INPUT MATERIAL:

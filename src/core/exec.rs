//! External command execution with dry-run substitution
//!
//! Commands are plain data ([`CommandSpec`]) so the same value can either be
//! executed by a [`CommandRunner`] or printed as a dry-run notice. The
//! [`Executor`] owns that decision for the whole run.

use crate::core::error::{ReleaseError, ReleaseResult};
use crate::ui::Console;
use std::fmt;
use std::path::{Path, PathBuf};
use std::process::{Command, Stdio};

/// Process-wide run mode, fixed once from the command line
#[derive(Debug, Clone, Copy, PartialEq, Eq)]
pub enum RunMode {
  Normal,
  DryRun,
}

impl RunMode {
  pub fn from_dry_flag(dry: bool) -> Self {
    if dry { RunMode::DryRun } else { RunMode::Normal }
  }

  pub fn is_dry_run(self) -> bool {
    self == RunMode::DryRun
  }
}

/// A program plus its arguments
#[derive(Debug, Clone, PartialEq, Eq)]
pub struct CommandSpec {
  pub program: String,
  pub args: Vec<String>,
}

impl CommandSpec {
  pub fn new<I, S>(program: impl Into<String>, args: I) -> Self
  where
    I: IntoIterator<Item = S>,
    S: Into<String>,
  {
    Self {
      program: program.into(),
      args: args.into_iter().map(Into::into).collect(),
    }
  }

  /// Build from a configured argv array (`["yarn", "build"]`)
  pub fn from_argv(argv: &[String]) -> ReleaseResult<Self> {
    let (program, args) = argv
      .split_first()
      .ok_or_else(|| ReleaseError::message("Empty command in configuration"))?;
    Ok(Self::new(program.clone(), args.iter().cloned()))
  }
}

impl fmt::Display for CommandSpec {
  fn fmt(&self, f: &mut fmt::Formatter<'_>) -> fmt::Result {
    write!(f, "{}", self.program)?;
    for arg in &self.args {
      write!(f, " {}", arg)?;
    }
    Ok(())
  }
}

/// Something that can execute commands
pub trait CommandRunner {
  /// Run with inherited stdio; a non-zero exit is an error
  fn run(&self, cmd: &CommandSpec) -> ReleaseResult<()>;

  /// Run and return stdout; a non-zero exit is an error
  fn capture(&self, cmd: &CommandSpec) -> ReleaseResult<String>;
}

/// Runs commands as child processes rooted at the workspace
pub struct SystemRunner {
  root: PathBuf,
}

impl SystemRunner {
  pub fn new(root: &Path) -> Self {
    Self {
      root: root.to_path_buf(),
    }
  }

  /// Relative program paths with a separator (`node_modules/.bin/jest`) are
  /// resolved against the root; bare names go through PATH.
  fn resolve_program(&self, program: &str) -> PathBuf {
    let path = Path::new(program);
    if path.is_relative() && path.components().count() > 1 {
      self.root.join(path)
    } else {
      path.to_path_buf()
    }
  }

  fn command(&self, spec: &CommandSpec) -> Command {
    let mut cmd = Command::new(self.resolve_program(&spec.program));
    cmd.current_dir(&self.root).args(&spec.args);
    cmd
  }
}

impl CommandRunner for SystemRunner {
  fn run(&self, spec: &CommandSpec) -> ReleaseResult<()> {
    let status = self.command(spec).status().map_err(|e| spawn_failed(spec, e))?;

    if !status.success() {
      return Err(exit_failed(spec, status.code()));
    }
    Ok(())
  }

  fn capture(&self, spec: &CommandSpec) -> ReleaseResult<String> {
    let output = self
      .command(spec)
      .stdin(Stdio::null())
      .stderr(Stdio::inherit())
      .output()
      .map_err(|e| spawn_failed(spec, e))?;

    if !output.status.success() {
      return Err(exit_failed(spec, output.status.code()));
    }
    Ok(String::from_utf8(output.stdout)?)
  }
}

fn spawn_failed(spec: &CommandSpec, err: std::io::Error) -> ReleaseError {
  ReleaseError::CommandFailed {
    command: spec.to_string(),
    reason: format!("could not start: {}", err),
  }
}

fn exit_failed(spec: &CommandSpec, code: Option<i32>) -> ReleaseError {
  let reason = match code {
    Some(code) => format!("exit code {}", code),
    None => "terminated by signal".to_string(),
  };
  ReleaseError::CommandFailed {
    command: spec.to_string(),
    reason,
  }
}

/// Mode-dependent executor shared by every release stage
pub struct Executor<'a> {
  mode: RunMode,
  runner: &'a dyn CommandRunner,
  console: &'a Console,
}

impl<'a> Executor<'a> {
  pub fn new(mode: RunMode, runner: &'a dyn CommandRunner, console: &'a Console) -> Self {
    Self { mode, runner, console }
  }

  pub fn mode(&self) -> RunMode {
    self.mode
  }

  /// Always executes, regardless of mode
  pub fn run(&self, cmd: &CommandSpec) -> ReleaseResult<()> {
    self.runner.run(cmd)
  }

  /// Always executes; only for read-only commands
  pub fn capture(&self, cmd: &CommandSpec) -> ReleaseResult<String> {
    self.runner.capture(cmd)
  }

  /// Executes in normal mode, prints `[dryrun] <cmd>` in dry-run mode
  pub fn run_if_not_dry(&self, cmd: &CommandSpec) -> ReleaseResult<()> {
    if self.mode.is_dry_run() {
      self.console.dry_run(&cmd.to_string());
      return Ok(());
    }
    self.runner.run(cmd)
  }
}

---

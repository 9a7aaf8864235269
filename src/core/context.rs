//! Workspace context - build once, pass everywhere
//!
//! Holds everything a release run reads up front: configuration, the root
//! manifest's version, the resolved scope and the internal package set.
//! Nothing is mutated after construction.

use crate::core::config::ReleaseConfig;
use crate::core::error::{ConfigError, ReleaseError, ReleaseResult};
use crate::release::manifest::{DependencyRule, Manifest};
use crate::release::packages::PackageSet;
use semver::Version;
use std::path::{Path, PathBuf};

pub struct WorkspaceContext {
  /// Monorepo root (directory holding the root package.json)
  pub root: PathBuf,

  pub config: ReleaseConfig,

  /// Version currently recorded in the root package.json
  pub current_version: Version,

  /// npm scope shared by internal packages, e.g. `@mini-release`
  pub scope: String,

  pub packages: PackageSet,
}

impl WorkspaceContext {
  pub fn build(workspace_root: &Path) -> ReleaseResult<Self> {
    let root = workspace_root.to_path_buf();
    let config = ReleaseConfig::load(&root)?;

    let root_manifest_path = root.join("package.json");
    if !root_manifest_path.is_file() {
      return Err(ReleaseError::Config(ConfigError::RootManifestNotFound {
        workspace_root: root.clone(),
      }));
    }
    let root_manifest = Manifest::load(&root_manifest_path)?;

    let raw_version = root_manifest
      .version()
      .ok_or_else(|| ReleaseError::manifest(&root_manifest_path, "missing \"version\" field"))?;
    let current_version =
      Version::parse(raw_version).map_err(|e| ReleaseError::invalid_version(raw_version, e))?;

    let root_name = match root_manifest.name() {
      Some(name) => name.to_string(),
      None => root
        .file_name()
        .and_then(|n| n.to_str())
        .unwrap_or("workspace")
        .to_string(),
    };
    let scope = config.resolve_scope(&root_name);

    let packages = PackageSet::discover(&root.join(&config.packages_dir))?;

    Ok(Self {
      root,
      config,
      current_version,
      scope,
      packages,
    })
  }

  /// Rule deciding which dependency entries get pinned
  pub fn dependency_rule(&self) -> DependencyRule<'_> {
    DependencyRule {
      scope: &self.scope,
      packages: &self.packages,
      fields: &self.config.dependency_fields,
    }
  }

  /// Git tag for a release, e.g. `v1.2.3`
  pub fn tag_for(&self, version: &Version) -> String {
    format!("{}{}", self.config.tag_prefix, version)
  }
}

WHAT YOU SHOULD DO: Lines that hold "success" are the ones to copy, so pick each out from the data.

ANSWER FOR THE TASK:
    if !status.success() {
    if !output.status.success() {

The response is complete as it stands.